Hi everyone,
I am a bit unsure what the current best practice is for torch 2.4 and the future when it comes to custom autograd implementations. The syntax I’m used to is to wrap custom functions in torch.autograd.Function, as described here: Extending PyTorch — PyTorch 2.4 documentation.
But now, there is also the torch.library
implementation with torch.library.register_autograd, described here: Python Custom Operators — PyTorch Tutorials 2.4.0+cu121 documentation.
The actual use-case I have are custom triton function, which work nicely with the old implementation for normal things, but, for example, don’t work well with fake tensors, like the ones used for flop counting in torch.utils.flop_counter
.
Concrete questions:
- What is the best practice for optimal
torch.compile
support? - If the custom_op is only pytorch code + triton code, does it matter?

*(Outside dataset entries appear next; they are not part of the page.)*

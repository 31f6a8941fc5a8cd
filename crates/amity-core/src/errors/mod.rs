//! Error types, one enum per subsystem, aggregated into [`AmityError`].

mod catalog_error;
mod session_error;
mod storage_error;

pub use catalog_error::CatalogError;
pub use session_error::SessionError;
pub use storage_error::StorageError;

/// Top-level error for the Amity workspace.
#[derive(Debug, thiserror::Error)]
pub enum AmityError {
    #[error(transparent)]
    Catalog(#[from] CatalogError),

    #[error(transparent)]
    Session(#[from] SessionError),

    #[error(transparent)]
    Storage(#[from] StorageError),
}

/// Convenience result alias used across the workspace.
pub type AmityResult<T> = Result<T, AmityError>;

- If I want a fake tensor stub, or register that my op works only on cuda, should I switch to
torch.library
? - If I use the
torch.library
custom_op, does that disable torch.compile fusion into the custom operator? (E.g. merging a reshape in the custom_op into a previous operation outside the custom_op) - How do I annotate support for
torch.amp
withtorch.library
, so the same thing that@torch.amp.custom_fwd
does fortorch.autograd.Function
?
Thanks!